I have been investigating how the normalisation algorithm works, though I hit a bit of a stumbling block when it comes to 0s. In my understanding, the normalisation works as follows. Deseq2 normalisation divides counts by the sample-specific size factors. It generates this size-factor by the median ratio of gene counts relative to the mean per gene. Normalization works via the assumption that most of the genes are not DE and that the median ratio captures the scaling factor from the non-DE genes. This can also be summarised as the steps below.
- Step 1: creates a pseudo-reference sample (row-wise geometric mean)
- Step 2: calculates the ratio of each sample to the reference
- Step 3: calculate the normalization factor for each sample (size factor)
- Step 4: calculate normalised counts
I have 71 samples, across 6 conditions, and I do my process as following :
dds <- DESeqDataSetFromMatrix(countData=countdata, colData=coldata, design=~cond) dds <- collapseReplicates(dds, dds$ID2) ## have 3 wells per sample/patient so combining them dds <- estimateSizeFactors(dds) # filter genes where there are less than 5 samples with normalised counts greater or equal to 10 keep <- rowSums( counts(dds, normalized=TRUE) >= 10 ) >= 5 dds <- dds[keep,] dds <- DESeq(dds) res <- results(dds) c1_vs_c2 <- results(dds, contrast=c("cond", "c1", "c2"), independentFiltering=TRUE, alpha=0.05, pAdjustMethod="BH") c3_vs_c4 <- results(dds, contrast=c("cond", "c3", "c4"), independentFiltering=TRUE, alpha=0.05, pAdjustMethod="BH") c5_vs_c6 <- results(dds, contrast=c("cond", "c5", "c6"), independentFiltering=TRUE, alpha=0.05, pAdjustMethod="BH") ##lfc shrink c1_vs_c2_lfc <- lfcShrink(dds, contrast=c("cond", "c1", "c2"), res=c1_vs_c2) c3_vs_c4_lfc <- lfcShrink(dds, contrast=c("cond", "c3", "c4"), res=c3_vs_c4) c5_vs_c6_lfc <- lfcShrink(dds, contrast=c("cond", "c5", "c6"), res=c5_vs_c6)
When I view the counts, the normalised counts and on the sizeFactors, I have results and I get no errors.
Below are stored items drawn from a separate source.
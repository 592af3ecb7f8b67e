/*
 * Copyright (c) Meta Platforms, Inc. and affiliates.
 * All rights reserved.
 *
 * This source code is licensed under the BSD-style license found in the
 * LICENSE file in the root directory of this source tree.
 */

//! Coordinate mapping.
//!
//! A layout accepts coordinates in three equivalent forms:
//!
//! - **hierarchical** (h-D): a tree congruent to the shape, one
//!   integer per leaf;
//! - **linear** (1-D): a single integer in `[0, size)`;
//! - **R-D**: one integer per top-level mode.
//!
//! A single integer given where the shape has a node is decoded
//! colexicographically against that node (the leftmost mode varies
//! fastest), so one rule covers all three forms, and any mixture of
//! them at any depth:
//!
//! ```text
//! shape  (2,(2,2))     stride (4,(1,2))
//! h-D    (1,(0,1))  -> 1*4 + 0*1 + 1*2 = 6
//! R-D    (1,2)      -> mode 1 decodes 2 as (0,1) -> 6
//! 1-D    5          -> (1,2) -> 6
//! ```
//!
//! The inverse direction, from an offset back to a coordinate, is
//! only defined for layouts whose strides can be peeled off largest
//! first; see [`LayoutMapInverse`].

use crate::int::Int;
use crate::layout::Layout;
use crate::layout::LayoutError;
use crate::tuple::Coord;
use crate::tuple::Shape;
use crate::tuple::Stride;
use crate::tuple::Tuple;

pub(crate) mod sealed {
    // Only types in this crate can implement it.
    pub trait Sealed {}
}

/// A map from coordinates (`ℕⁿ`, possibly nested) to linear offsets
/// (`ℤ`).
///
/// ```text
/// offset_of(x) = base + Σᵢ xᵢ × strideᵢ
/// ```
pub trait LayoutMap: sealed::Sealed {
    /// The number of top-level modes in the domain.
    fn rank(&self) -> usize;

    /// The number of coordinates in the domain.
    fn size(&self) -> i64;

    /// Maps a coordinate, in any of the accepted forms, to an offset.
    fn offset_of(&self, coord: &Coord) -> Result<i64, LayoutError>;
}

/// The inverse of [`LayoutMap::offset_of`], where it exists.
///
/// Aliasing or strides that do not nest may leave an offset without a
/// unique coordinate; those offsets map to `None`.
pub trait LayoutMapInverse: sealed::Sealed {
    /// The hierarchical coordinate of `offset`, if any.
    fn coord_of(&self, offset: i64) -> Option<Coord>;
}

impl sealed::Sealed for Layout {}

impl LayoutMap for Layout {
    fn rank(&self) -> usize {
        Layout::rank(self)
    }

    fn size(&self) -> i64 {
        Layout::size(self).value()
    }

    fn offset_of(&self, coord: &Coord) -> Result<i64, LayoutError> {
        crd2idx(coord, self.shape(), self.stride())
    }
}

impl LayoutMapInverse for Layout {
    fn coord_of(&self, offset: i64) -> Option<Coord> {
        let leaves: Vec<(Int, Int)> = self.leaf_pairs().collect();
        if leaves.iter().any(|(_, d)| *d < 0) {
            return None;
        }
        let mut order: Vec<usize> = (0..leaves.len()).collect();
        order.sort_by_key(|&i| leaves[i].1);

        // Invert: offset = Σᵢ (strideᵢ × coordᵢ)
        // Solve for coordᵢ by peeling off largest strides first:
        //   coordᵢ = ⌊pos / strideᵢ⌋
        //   pos   -= coordᵢ × strideᵢ
        // If any coordᵢ ≥ sizeᵢ or pos ≠ 0 at the end, the offset is
        // not reachable.
        let mut pos = offset;
        let mut coord = vec![0i64; leaves.len()];
        for &i in order.iter().rev() {
            let (size, stride) = (leaves[i].0.value(), leaves[i].1.value());
            let index = if size > 1 && stride > 0 {
                pos / stride
            } else {
                0
            };
            if index < 0 || index >= size {
                return None;
            }
            coord[i] = index;
            pos -= index * stride;
        }

        if pos != 0 {
            return None;
        }
        Tuple::unflatten(&coord, self.shape())
    }
}

/// Evaluate `coord` against `shape`/`stride`.
pub(crate) fn crd2idx(coord: &Coord, shape: &Shape, stride: &Stride) -> Result<i64, LayoutError> {
    match (coord, shape, stride) {
        (Tuple::Leaf(c), Tuple::Leaf(s), Tuple::Leaf(d)) => {
            check_range(*c, *s)?;
            c.checked_mul(d.value()).ok_or_else(|| overflow(shape, stride))
        }
        (Tuple::Leaf(c), Tuple::Node(shapes), Tuple::Node(strides)) => {
            check_range(*c, shape.size())?;
            let mut rest = *c;
            let mut offset = 0;
            for (i, (s, d)) in shapes.iter().zip(strides).enumerate() {
                let extent = s.size().value();
                let local = if i + 1 == shapes.len() {
                    rest
                } else {
                    rest % extent
                };
                offset = crd2idx(&Tuple::Leaf(local), s, d)?
                    .checked_add(offset)
                    .ok_or_else(|| overflow(shape, stride))?;
                if i + 1 < shapes.len() {
                    rest /= extent;
                }
            }
            Ok(offset)
        }
        (Tuple::Node(coords), Tuple::Node(shapes), Tuple::Node(strides))
            if coords.len() == shapes.len() =>
        {
            coords
                .iter()
                .zip(shapes.iter().zip(strides))
                .try_fold(0i64, |offset, (c, (s, d))| {
                    crd2idx(c, s, d)?
                        .checked_add(offset)
                        .ok_or_else(|| overflow(shape, stride))
                })
        }
        _ => Err(LayoutError::CoordinateMismatch {
            coord: coord.clone(),
            shape: shape.clone(),
        }),
    }
}

fn overflow(shape: &Shape, stride: &Stride) -> LayoutError {
    LayoutError::Overflow {
        shape: shape.clone(),
        stride: stride.clone(),
    }
}

fn check_range(coord: i64, extent: Int) -> Result<(), LayoutError> {
    if coord < 0 || coord >= extent.value() {
        return Err(LayoutError::CoordinateOutOfRange {
            coord,
            extent: extent.value(),
        });
    }
    Ok(())
}

/// Decode a linear index into a coordinate congruent to `shape`.
/// `index` must lie in `[0, size(shape))`.
fn idx2crd(index: i64, shape: &Shape) -> Coord {
    match shape {
        Tuple::Leaf(_) => Tuple::Leaf(index),
        Tuple::Node(modes) => {
            let mut rest = index;
            Tuple::Node(
                modes
                    .iter()
                    .map(|m| {
                        let extent = m.size().value();
                        let local = rest % extent;
                        rest /= extent;
                        idx2crd(local, m)
                    })
                    .collect(),
            )
        }
    }
}

impl Layout {
    /// The offset of `coord`, which may be hierarchical, linear, R-D
    /// or any mixture of these.
    pub fn evaluate(&self, coord: impl Into<Coord>) -> Result<i64, LayoutError> {
        self.offset_of(&coord.into())
    }

    /// The offset of the `index`-th coordinate in colexicographic
    /// order; `index` must be in range.
    pub(crate) fn index_offset(&self, index: i64) -> i64 {
        let mut rest = index;
        let mut offset = 0;
        for (s, d) in self.leaf_pairs() {
            let extent = s.value();
            offset += (rest % extent) * d.value();
            rest /= extent;
        }
        offset
    }

    /// The hierarchical coordinate of linear index `index`.
    pub fn coordinate(&self, index: i64) -> Result<Coord, LayoutError> {
        check_range(index, self.size())?;
        Ok(idx2crd(index, self.shape()))
    }

    /// The R-D coordinate of linear index `index`: one integer per
    /// top-level mode. For a leaf layout this is `index` itself.
    pub fn rd_coordinate(&self, index: i64) -> Result<Coord, LayoutError> {
        check_range(index, self.size())?;
        let extents: Vec<i64> = self.shape().modes().iter().map(|m| m.size().value()).collect();
        Ok(rd_from_linear(index, self.shape(), &extents))
    }

    /// Convert any coordinate form into the R-D form.
    pub fn rd_of(&self, coord: impl Into<Coord>) -> Result<Coord, LayoutError> {
        let index = self.linear_index(coord)?;
        self.rd_coordinate(index)
    }

    /// The linear (colexicographic) index of `coord`, in any form.
    pub fn linear_index(&self, coord: impl Into<Coord>) -> Result<i64, LayoutError> {
        crd2idx(&coord.into(), self.shape(), &self.shape().compact_col_major())
    }
}

fn rd_from_linear(index: i64, shape: &Shape, extents: &[i64]) -> Coord {
    match shape {
        Tuple::Leaf(_) => Tuple::Leaf(index),
        Tuple::Node(_) => {
            let mut rest = index;
            Tuple::Node(
                extents
                    .iter()
                    .map(|&extent| {
                        let local = rest % extent;
                        rest /= extent;
                        Tuple::Leaf(local)
                    })
                    .collect(),
            )
        }
    }
}
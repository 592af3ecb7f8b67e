/*
 * Copyright (c) Meta Platforms, Inc. and affiliates.
 * All rights reserved.
 *
 * This source code is licensed under the BSD-style license found in the
 * LICENSE file in the root directory of this source tree.
 */

//! Division: splitting a layout into tiles.
//!
//! Dividing `L` by a tiler `T` reorganizes `L`'s domain into a
//! (within-tile, across-tile) pair of modes:
//!
//! ```text
//! logical_divide(L, T) = L ∘ (T, complement(T, size(L)))
//! ```
//!
//! The first mode enumerates the elements of one tile, the second
//! the tiles. With a [`Tile`] (one tiler per mode) the split is done
//! mode by mode, and the result can be re-associated several ways:
//!
//! ```text
//! logical  ((t0,r0), (t1,r1), ...)
//! zipped   ((t0,t1,...), (r0,r1,...))
//! tiled    ((t0,t1,...), r0, r1, ...)
//! flat     (t0, t1, ..., r0, r1, ...)
//! ```
//!
//! The zipped form is what tiling and partitioning consume: "tile
//! `k`" is the second mode fixed to `k`.

use serde::Deserialize;
use serde::Serialize;

use crate::int::Int;
use crate::layout::Layout;
use crate::layout::LayoutError;
use crate::tuple::Shape;
use crate::tuple::Tuple;

/// One entry of a [`Tile`].
#[derive(Clone, Debug, PartialEq, Eq, Hash, Serialize, Deserialize)]
pub enum TileMode {
    /// `n` consecutive elements: the tiler `n:1`.
    Count(Int),
    /// An arbitrary tiler.
    Layout(Layout),
    /// The whole mode: one tile spanning its full extent.
    All,
}

impl TileMode {
    /// The tiler this entry stands for when applied to `mode`.
    pub fn to_layout(&self, mode: &Layout) -> Layout {
        match self {
            TileMode::Count(n) => Layout::from_pairs(vec![(*n, Int::Static(1))]),
            TileMode::Layout(layout) => layout.clone(),
            TileMode::All => Layout::from_pairs(vec![(mode.size(), Int::Static(1))]),
        }
    }
}

impl From<Layout> for TileMode {
    fn from(layout: Layout) -> Self {
        TileMode::Layout(layout)
    }
}

impl From<Int> for TileMode {
    fn from(n: Int) -> Self {
        TileMode::Count(n)
    }
}

impl From<i64> for TileMode {
    fn from(n: i64) -> Self {
        TileMode::Count(n.into())
    }
}

impl From<i32> for TileMode {
    fn from(n: i32) -> Self {
        TileMode::Count(n.into())
    }
}

impl From<usize> for TileMode {
    fn from(n: usize) -> Self {
        TileMode::Count(n.into())
    }
}

/// A tile descriptor: one [`TileMode`] per top-level mode of the
/// layout being divided. Modes beyond the end of the tile are taken
/// whole.
///
/// ```
/// # use ndlayout::Layout;
/// # use ndlayout::Tile;
/// # use ndlayout::TileMode;
/// let tile = Tile::from((Layout::new(2, 3).unwrap(), 4));
/// assert_eq!(tile.len(), 2);
/// assert_eq!(tile.get(1), Some(&TileMode::Count(4.into())));
/// ```
#[derive(Clone, Debug, Default, PartialEq, Eq, Hash, Serialize, Deserialize)]
pub struct Tile(Vec<TileMode>);

#[allow(dead_code)]
const _: () = {
    fn assert<T: Send + Sync + 'static>() {}
    let _ = assert::<Tile>;
};

impl Tile {
    pub fn new(modes: Vec<TileMode>) -> Self {
        Self(modes)
    }

    /// A tile of counts, one per top-level mode of `shape`, each the
    /// size of that mode.
    pub fn from_shape(shape: &Shape) -> Self {
        Self(
            shape
                .modes()
                .iter()
                .map(|m| TileMode::Count(m.size()))
                .collect(),
        )
    }

    pub fn len(&self) -> usize {
        self.0.len()
    }

    pub fn is_empty(&self) -> bool {
        self.0.is_empty()
    }

    pub fn get(&self, i: usize) -> Option<&TileMode> {
        self.0.get(i)
    }

    pub fn modes(&self) -> &[TileMode] {
        &self.0
    }
}

impl FromIterator<TileMode> for Tile {
    fn from_iter<I: IntoIterator<Item = TileMode>>(iter: I) -> Self {
        Self(iter.into_iter().collect())
    }
}

macro_rules! impl_tile_from {
    ($($name:ident),+) => {
        impl<$($name),+> From<($($name,)+)> for Tile
        where
            $($name: Into<TileMode>),+
        {
            #[allow(non_snake_case)]
            fn from(($($name,)+): ($($name,)+)) -> Self {
                Tile(vec![$($name.into()),+])
            }
        }
    };
}

impl_tile_from!(A);
impl_tile_from!(A, B);
impl_tile_from!(A, B, C);
impl_tile_from!(A, B, C, D);

impl<E: Into<TileMode>, const N: usize> From<[E; N]> for Tile {
    fn from(modes: [E; N]) -> Self {
        modes.into_iter().map(Into::into).collect()
    }
}

impl<E: Into<TileMode>> From<Vec<E>> for Tile {
    fn from(modes: Vec<E>) -> Self {
        modes.into_iter().map(Into::into).collect()
    }
}

impl Layout {
    /// Divide `self` by `tiler`: the result is the pair
    /// `(tile, rest)`, where `tile` enumerates the elements of `self`
    /// selected by `tiler` and `rest` the repetitions of that tile.
    ///
    /// ```
    /// # use ndlayout::Layout;
    /// let layout = Layout::new((4, 2, 3), (2, 1, 8)).unwrap();
    /// let tiler = Layout::new(4, 2).unwrap();
    /// assert_eq!(
    ///     layout.logical_divide(&tiler).unwrap(),
    ///     Layout::new(((2, 2), (2, 3)), ((4, 1), (2, 8))).unwrap()
    /// );
    /// ```
    pub fn logical_divide(&self, tiler: &Layout) -> Result<Layout, LayoutError> {
        let complement = tiler.complement(self.size())?;
        let result = self.compose(&Layout::concat([tiler.clone(), complement]))?;
        tracing::trace!(layout = %self, tiler = %tiler, result = %result, "logical_divide");
        Ok(result)
    }

    /// Divide each top-level mode by the matching entry of `tile`,
    /// returning one `(tile, rest)` pair per mode.
    fn divide_modes(&self, tile: &Tile) -> Result<Vec<(Layout, Layout)>, LayoutError> {
        if tile.len() > self.rank() {
            return Err(LayoutError::RankMismatch {
                expected: self.rank(),
                got: tile.len(),
            });
        }
        self.modes()
            .enumerate()
            .map(|(i, mode)| match tile.get(i) {
                None | Some(TileMode::All) => Ok((mode, Layout::unit())),
                Some(entry) => {
                    let divided = mode.logical_divide(&entry.to_layout(&mode))?;
                    Ok((divided.mode(0)?, divided.mode(1)?))
                }
            })
            .collect()
    }

    /// Divide mode by mode. Each top-level mode `i` of the result is the
    /// `(tile, rest)` pair for mode `i` of `self`; a leaf layout yields
    /// the pair itself.
    pub fn logical_divide_tile(&self, tile: &Tile) -> Result<Layout, LayoutError> {
        let pairs = self.divide_modes(tile)?;
        let pairs = pairs.into_iter().map(|(t, r)| Layout::concat([t, r]));
        Ok(match self.shape() {
            Tuple::Leaf(_) => pairs.into_iter().next().unwrap_or_else(Layout::unit),
            Tuple::Node(_) => Layout::concat(pairs),
        })
    }

    /// Divide mode by mode and gather all tiles into the first mode and
    /// all rests into the second.
    ///
    /// ```
    /// # use ndlayout::Layout;
    /// # use ndlayout::Tile;
    /// let layout = Layout::new(((3, 2), (4, 2)), ((16, 1), (4, 2))).unwrap();
    /// let tile = Tile::from((Layout::new(2, 3).unwrap(), Layout::new(2, 4).unwrap()));
    /// assert_eq!(
    ///     layout.zipped_divide(&tile).unwrap(),
    ///     Layout::new(((2, 2), (3, 4)), ((1, 2), (16, 4))).unwrap()
    /// );
    /// ```
    pub fn zipped_divide(&self, tile: &Tile) -> Result<Layout, LayoutError> {
        let (tiles, rests): (Vec<_>, Vec<_>) = self.divide_modes(tile)?.into_iter().unzip();
        Ok(match self.shape() {
            Tuple::Leaf(_) => Layout::concat(tiles.into_iter().chain(rests)),
            Tuple::Node(_) => Layout::concat([Layout::concat(tiles), Layout::concat(rests)]),
        })
    }

    /// Like [`Layout::zipped_divide`], but with every rest kept as its
    /// own top-level mode.
    pub fn tiled_divide(&self, tile: &Tile) -> Result<Layout, LayoutError> {
        let (tiles, rests): (Vec<_>, Vec<_>) = self.divide_modes(tile)?.into_iter().unzip();
        let tiles = match self.shape() {
            Tuple::Leaf(_) => tiles.into_iter().next().unwrap_or_else(Layout::unit),
            Tuple::Node(_) => Layout::concat(tiles),
        };
        Ok(Layout::concat(std::iter::once(tiles).chain(rests)))
    }

    /// Like [`Layout::zipped_divide`], with every tile and every rest
    /// spliced into one top-level tuple.
    pub fn flat_divide(&self, tile: &Tile) -> Result<Layout, LayoutError> {
        let (tiles, rests): (Vec<_>, Vec<_>) = self.divide_modes(tile)?.into_iter().unzip();
        Ok(Layout::concat(tiles.into_iter().chain(rests)))
    }
}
Even though every row contains at least 1 zero.
head(counts(dds)) c1_r1 c1_r2 c1_r3 c2_r1 c2_r2 c2_r3 A2M 2 0 4 5 25 5 0 1 0 AAAS 0 0 0 23 30 28 0 2 0 AAGAB 0 0 24 54 90 0 0 211 0 head(counts(dds, normalized=TRUE)) c1_r1 c1_r2 c1_r3 c2_r1 c2_r2 c2_r3 A2M 1.349375 0.00000 3.703930 1.2096526 9.425593 1.945083 AAAS 0.000000 0.00000 0.000000 5.5644018 11.310711 10.892464 AAGAB 0.000000 0.00000 22.223580 13.0642476 33.932133 0.000000 head(dds$sizeFactor) c1_r1 c1_r2 c1_r3 c2_r1 c2_r2 c2_r3 1.4821678 0.9565306 1.0799340 4.1334183 2.6523531 2.5705847
In a geometric mean typically one of three options occur:
- 1 is added to each value in the set and then 1 is subtracted from the result.
- Blank and 0 values are ignored in the calculation
- 0s are converted to 1 for the calculation
I am at a loss on how the normalisation factor is handling zeros. I have been crazy enough to do the maths on my raw data to see if I can reproduce the normalised counts using all three methods but so far I haven't.
How does Deseq2 handle 0s in the input counts? I would appreciate any help on this matter.